What is expected:
Go through the data below. Pull out every line that has the word "bytes".

Data provided:
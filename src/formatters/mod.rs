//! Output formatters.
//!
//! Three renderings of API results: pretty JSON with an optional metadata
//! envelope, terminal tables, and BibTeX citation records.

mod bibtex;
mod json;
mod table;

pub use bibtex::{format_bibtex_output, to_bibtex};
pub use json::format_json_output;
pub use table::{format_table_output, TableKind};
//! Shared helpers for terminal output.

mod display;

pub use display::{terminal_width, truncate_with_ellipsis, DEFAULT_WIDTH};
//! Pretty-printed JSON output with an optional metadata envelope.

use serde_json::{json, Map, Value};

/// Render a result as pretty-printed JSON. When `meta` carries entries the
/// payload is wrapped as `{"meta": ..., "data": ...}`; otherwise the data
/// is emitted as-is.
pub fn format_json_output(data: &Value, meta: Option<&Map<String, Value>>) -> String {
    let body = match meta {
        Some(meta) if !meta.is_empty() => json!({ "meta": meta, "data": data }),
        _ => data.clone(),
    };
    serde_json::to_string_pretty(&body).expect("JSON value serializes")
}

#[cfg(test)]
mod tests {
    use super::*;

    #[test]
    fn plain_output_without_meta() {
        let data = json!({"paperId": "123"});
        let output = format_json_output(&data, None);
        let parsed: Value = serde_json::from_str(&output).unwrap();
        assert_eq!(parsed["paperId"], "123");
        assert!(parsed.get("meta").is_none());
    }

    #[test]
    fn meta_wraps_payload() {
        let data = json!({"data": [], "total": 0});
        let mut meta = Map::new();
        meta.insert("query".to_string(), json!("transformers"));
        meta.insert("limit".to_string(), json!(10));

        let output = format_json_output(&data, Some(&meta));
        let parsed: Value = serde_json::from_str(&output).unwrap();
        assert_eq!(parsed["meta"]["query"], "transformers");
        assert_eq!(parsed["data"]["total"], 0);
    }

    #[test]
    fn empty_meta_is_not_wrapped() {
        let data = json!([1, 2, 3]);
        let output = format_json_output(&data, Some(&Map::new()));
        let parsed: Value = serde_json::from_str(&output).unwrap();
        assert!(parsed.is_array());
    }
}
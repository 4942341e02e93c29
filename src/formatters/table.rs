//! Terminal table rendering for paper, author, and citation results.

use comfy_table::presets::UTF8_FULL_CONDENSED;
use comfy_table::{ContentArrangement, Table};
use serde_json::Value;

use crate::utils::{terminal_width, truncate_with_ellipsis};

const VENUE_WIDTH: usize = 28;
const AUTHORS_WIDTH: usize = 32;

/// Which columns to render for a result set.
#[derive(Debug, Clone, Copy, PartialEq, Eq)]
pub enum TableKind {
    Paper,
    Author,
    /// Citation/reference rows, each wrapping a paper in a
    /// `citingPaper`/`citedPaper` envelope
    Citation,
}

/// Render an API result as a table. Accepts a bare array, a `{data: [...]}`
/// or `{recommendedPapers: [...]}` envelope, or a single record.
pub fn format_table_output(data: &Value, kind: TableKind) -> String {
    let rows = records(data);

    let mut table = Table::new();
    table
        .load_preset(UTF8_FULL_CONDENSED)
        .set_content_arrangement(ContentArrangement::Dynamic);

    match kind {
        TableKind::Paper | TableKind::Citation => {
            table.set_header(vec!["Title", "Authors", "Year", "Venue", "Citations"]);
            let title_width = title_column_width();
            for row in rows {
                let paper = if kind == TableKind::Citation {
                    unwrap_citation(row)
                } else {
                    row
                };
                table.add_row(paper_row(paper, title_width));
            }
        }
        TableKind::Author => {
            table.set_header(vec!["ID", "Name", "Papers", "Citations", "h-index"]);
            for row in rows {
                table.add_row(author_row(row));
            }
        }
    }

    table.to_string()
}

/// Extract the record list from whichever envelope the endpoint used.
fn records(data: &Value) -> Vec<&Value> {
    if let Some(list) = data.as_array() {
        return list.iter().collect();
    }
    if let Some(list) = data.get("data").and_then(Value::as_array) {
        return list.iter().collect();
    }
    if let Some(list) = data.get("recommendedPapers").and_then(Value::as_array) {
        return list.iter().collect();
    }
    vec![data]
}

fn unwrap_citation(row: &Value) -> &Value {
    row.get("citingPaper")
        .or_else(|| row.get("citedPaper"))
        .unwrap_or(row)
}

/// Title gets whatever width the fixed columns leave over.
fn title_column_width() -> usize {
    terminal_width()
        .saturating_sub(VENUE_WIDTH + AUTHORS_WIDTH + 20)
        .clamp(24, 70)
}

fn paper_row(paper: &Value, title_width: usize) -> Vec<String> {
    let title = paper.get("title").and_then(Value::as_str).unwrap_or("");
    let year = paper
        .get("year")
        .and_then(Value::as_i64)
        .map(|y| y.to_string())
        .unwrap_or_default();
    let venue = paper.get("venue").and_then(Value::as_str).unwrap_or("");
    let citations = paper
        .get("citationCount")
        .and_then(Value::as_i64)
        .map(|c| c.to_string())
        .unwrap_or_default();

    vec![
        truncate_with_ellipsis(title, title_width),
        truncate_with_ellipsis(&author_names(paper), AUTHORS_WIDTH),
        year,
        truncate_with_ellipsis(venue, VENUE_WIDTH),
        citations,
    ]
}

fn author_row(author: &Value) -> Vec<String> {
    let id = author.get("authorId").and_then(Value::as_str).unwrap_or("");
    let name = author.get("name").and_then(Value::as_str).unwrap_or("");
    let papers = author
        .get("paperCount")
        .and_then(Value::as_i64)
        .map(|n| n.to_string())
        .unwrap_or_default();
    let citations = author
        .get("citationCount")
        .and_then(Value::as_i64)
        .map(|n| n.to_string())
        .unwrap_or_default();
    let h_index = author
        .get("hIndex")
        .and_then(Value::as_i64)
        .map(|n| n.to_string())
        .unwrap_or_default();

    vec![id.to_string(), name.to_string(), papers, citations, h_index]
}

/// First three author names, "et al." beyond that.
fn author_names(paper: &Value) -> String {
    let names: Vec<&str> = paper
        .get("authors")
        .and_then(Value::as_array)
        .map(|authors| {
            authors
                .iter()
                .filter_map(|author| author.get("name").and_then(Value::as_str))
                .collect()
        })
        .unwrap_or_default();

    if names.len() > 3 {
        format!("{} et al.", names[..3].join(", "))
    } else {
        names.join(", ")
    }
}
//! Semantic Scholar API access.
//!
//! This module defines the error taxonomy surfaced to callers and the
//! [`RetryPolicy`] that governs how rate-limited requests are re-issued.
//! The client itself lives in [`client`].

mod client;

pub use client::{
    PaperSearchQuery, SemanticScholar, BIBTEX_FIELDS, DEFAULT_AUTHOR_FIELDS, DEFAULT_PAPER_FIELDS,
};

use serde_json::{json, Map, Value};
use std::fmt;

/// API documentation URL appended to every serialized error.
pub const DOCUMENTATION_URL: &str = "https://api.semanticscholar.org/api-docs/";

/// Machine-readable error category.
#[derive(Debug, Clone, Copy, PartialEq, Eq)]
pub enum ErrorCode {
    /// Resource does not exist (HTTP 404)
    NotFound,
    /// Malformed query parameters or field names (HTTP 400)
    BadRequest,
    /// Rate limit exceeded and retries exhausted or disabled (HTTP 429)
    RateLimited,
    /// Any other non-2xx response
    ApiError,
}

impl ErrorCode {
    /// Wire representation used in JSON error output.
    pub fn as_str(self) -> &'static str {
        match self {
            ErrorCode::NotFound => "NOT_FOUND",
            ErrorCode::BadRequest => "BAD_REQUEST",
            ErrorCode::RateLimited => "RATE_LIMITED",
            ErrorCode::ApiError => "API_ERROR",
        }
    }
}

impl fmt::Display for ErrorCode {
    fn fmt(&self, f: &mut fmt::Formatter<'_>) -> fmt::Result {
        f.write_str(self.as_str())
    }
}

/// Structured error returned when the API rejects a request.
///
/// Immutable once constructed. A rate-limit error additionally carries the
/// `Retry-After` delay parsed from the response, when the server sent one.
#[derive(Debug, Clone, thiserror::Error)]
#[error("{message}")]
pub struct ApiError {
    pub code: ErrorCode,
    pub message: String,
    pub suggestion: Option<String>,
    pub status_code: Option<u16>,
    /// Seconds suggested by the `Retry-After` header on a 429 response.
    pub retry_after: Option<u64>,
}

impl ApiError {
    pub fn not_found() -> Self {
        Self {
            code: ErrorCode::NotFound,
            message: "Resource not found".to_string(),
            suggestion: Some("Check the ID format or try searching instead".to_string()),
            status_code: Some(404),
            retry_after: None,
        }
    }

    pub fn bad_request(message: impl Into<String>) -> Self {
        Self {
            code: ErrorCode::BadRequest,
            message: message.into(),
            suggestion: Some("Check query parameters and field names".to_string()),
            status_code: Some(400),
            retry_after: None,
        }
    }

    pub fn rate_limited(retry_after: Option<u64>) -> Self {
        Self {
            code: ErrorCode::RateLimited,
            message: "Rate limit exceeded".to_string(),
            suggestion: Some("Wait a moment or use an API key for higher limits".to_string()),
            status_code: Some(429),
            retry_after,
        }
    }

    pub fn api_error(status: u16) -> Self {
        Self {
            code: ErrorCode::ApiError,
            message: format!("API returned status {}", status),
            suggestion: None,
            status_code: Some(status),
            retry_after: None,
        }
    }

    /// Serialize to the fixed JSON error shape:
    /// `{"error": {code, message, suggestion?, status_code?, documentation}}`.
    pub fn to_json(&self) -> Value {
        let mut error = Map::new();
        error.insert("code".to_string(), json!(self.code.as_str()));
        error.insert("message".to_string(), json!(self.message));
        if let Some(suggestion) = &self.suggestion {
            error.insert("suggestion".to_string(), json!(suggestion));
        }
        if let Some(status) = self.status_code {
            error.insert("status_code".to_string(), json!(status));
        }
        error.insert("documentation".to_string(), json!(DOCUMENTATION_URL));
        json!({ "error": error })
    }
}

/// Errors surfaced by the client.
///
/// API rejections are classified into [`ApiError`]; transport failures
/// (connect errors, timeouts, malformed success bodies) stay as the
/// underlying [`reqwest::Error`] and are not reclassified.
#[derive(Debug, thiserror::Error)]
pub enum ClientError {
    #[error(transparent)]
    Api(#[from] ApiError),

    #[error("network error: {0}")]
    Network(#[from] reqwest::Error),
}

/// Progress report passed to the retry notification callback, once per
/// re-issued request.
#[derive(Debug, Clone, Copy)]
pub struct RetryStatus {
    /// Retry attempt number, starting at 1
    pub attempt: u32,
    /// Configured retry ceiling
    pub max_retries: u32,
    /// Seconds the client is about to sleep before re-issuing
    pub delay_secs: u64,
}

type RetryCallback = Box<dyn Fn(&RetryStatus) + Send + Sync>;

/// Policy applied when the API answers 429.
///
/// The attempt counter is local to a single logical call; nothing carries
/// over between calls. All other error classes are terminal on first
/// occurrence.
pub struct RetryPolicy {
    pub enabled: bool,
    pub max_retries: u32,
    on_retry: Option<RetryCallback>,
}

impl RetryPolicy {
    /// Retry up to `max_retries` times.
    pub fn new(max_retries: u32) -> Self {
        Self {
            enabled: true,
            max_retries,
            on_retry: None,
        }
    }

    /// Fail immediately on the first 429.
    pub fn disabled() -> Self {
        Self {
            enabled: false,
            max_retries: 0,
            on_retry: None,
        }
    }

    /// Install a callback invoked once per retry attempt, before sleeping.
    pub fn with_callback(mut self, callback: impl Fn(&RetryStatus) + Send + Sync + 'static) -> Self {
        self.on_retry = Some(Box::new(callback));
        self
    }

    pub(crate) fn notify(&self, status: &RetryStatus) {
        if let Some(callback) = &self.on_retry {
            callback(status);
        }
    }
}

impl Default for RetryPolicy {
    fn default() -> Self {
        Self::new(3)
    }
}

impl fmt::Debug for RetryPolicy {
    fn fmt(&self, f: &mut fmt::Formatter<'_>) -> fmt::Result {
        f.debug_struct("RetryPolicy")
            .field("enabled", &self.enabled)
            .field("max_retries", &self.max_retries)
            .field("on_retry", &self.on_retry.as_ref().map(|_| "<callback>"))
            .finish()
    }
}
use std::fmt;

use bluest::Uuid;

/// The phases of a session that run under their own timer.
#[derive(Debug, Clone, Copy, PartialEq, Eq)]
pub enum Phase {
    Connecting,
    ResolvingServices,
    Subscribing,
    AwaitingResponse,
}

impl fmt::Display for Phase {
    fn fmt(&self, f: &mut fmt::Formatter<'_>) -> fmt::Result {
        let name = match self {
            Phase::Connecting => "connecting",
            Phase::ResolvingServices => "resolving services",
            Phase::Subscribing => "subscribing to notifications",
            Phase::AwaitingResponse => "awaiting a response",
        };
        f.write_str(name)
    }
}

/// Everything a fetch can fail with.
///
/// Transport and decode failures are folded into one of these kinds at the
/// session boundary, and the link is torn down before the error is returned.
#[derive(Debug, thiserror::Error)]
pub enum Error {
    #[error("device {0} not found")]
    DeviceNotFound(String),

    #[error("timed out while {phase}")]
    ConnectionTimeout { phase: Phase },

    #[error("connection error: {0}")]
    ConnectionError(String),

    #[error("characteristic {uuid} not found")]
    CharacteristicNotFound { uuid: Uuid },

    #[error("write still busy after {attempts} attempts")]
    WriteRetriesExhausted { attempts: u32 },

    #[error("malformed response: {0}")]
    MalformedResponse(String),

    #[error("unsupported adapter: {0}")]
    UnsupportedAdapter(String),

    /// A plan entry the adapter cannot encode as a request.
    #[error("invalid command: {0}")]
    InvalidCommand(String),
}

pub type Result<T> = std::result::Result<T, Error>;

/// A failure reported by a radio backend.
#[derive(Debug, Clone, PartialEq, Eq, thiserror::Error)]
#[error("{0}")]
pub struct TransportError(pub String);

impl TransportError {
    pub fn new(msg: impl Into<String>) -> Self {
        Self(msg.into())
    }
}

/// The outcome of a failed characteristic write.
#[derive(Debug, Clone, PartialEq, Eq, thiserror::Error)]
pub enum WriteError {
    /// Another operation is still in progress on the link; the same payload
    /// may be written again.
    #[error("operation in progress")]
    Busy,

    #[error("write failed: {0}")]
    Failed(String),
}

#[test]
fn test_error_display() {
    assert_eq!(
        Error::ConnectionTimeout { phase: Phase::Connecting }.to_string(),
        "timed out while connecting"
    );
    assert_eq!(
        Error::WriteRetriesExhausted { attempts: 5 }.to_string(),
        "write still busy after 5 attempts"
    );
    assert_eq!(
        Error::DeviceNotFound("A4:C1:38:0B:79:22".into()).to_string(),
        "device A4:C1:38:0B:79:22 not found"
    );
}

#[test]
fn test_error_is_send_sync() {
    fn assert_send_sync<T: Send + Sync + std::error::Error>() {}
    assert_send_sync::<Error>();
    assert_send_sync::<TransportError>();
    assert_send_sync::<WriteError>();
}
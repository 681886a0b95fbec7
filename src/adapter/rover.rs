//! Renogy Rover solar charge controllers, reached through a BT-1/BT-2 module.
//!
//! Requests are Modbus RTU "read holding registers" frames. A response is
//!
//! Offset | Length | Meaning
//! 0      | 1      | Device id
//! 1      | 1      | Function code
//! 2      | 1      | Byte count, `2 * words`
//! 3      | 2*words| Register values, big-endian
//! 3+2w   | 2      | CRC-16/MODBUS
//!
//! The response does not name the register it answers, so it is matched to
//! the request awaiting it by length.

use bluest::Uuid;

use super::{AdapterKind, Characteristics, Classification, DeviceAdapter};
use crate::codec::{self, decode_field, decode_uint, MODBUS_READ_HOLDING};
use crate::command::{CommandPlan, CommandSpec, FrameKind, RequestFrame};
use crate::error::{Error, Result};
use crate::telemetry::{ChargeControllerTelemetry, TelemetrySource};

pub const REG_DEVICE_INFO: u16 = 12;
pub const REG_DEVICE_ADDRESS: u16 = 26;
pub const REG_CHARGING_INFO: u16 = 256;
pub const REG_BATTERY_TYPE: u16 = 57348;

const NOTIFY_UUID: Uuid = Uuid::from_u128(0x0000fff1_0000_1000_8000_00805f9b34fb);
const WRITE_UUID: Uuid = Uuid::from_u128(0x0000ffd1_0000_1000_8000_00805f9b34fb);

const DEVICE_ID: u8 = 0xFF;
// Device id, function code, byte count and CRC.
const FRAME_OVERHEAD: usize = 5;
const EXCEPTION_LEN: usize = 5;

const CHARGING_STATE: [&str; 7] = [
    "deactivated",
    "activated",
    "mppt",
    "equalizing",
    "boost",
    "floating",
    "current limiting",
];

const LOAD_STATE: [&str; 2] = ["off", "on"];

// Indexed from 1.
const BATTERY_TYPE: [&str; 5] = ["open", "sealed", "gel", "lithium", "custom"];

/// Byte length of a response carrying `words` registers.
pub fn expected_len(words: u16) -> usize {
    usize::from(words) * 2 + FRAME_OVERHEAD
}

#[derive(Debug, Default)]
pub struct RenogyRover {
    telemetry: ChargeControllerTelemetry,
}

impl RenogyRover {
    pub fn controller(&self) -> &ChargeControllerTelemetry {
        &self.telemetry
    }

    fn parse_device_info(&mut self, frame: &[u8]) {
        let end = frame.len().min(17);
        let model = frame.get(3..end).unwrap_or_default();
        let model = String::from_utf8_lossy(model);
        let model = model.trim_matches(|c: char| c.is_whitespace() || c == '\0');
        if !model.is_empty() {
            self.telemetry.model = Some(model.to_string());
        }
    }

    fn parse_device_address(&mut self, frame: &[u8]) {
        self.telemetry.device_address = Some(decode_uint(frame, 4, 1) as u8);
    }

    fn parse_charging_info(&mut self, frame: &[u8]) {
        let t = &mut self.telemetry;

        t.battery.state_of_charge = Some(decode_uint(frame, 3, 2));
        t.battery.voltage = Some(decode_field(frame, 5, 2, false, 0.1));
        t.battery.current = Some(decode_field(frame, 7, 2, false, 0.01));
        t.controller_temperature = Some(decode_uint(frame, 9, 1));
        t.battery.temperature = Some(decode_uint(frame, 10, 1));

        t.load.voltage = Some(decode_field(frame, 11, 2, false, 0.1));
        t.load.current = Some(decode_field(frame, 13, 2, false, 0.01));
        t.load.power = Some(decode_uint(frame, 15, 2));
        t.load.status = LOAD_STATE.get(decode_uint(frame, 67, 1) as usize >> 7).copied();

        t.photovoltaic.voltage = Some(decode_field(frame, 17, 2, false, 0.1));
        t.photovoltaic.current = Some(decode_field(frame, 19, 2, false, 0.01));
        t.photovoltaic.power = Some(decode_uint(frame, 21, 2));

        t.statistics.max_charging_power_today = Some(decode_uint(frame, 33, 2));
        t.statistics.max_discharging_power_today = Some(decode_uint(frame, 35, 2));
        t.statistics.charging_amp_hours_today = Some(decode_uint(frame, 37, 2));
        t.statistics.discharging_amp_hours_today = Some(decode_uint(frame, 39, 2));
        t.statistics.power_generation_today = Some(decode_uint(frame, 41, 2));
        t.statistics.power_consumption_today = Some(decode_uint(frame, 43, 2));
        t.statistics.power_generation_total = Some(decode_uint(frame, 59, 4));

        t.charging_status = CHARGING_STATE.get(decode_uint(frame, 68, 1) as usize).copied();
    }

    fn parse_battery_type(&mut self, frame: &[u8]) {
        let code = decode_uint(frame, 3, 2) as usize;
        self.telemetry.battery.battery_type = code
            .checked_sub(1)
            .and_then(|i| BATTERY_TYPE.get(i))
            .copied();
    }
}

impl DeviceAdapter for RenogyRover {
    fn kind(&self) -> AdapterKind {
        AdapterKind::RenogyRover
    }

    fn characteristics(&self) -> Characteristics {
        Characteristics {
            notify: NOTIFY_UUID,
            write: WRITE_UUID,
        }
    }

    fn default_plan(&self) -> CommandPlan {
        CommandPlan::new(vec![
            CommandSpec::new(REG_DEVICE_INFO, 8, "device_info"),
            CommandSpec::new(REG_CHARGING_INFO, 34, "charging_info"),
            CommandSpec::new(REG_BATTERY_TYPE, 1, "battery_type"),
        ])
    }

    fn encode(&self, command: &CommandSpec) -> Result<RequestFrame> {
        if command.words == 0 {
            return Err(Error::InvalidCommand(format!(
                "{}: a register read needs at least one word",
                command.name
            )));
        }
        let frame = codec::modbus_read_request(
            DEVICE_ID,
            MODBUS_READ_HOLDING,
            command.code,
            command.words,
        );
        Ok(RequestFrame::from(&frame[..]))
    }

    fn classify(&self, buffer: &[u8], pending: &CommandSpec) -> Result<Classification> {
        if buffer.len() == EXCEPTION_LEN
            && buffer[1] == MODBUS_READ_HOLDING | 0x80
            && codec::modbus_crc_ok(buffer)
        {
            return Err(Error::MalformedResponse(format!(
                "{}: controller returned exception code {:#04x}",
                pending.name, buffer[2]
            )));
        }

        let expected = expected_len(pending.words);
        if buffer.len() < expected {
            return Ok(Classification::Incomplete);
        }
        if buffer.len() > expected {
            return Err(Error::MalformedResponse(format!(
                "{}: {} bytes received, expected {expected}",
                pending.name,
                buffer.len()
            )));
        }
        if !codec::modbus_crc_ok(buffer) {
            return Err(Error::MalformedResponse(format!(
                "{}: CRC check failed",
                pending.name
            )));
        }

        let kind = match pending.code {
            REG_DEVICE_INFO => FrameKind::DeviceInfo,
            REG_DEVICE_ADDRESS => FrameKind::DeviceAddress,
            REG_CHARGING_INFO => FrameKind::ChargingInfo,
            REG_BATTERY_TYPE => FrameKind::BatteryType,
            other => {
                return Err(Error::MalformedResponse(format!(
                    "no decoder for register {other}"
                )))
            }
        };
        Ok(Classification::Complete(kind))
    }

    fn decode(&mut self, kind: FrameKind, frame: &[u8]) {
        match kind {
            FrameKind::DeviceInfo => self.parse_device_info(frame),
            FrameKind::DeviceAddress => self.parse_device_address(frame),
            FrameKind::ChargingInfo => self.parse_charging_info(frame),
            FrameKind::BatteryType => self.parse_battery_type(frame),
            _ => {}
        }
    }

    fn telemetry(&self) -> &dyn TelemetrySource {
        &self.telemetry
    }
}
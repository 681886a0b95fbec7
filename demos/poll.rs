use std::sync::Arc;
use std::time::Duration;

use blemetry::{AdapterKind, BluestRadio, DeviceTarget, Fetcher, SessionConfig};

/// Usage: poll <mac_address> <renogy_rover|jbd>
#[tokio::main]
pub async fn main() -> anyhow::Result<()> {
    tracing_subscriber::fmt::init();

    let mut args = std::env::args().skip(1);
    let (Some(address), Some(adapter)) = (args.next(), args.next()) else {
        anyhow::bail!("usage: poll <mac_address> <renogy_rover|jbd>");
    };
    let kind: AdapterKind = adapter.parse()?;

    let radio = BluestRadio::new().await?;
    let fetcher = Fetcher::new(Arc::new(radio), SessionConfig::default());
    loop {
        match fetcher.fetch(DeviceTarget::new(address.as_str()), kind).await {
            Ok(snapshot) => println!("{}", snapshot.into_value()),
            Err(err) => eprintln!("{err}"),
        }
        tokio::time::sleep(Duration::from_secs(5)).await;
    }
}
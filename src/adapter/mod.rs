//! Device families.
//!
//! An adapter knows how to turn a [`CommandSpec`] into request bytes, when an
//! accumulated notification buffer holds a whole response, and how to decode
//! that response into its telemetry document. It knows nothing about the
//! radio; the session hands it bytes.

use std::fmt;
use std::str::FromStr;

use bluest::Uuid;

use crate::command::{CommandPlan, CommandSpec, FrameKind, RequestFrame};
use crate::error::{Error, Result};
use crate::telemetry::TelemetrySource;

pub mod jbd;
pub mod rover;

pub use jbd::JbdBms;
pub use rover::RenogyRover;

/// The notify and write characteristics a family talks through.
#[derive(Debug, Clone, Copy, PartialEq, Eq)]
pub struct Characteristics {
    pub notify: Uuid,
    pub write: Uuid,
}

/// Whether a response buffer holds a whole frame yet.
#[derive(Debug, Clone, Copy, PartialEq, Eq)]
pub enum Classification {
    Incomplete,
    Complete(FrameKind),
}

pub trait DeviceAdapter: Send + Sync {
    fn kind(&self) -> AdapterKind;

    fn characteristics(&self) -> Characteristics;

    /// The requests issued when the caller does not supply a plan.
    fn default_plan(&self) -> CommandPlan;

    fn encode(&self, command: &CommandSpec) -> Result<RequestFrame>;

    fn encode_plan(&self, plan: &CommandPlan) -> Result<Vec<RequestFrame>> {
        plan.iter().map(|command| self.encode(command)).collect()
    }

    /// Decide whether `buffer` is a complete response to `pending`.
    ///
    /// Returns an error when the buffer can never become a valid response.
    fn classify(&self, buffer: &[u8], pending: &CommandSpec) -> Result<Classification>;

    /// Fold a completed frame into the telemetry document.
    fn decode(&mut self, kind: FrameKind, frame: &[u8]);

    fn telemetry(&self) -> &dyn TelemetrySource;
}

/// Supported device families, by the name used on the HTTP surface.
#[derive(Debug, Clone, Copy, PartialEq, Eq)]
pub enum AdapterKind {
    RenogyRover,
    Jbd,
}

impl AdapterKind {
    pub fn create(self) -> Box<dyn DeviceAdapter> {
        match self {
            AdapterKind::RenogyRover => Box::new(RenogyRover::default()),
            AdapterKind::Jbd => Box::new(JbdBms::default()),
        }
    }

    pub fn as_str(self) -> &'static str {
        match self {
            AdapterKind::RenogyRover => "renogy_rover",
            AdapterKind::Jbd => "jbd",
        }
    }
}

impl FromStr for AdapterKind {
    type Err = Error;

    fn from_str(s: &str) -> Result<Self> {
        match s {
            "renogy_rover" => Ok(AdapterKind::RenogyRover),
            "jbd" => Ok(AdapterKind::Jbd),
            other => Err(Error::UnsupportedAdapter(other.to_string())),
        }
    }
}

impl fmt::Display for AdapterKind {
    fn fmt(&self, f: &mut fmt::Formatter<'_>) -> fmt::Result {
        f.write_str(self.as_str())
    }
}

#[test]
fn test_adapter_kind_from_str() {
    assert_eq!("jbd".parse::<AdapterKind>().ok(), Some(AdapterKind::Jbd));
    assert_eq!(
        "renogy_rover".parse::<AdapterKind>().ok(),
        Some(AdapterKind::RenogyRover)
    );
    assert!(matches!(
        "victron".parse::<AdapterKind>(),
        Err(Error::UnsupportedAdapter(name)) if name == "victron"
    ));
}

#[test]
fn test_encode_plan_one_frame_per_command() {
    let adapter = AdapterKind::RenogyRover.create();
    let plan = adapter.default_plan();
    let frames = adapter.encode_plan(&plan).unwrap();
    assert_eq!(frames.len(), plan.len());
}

Result:
                "{}: {} bytes received, expected {expected}",
//! An adapter knows how to turn a [`CommandSpec`] into request bytes, when an
//! radio; the session hands it bytes.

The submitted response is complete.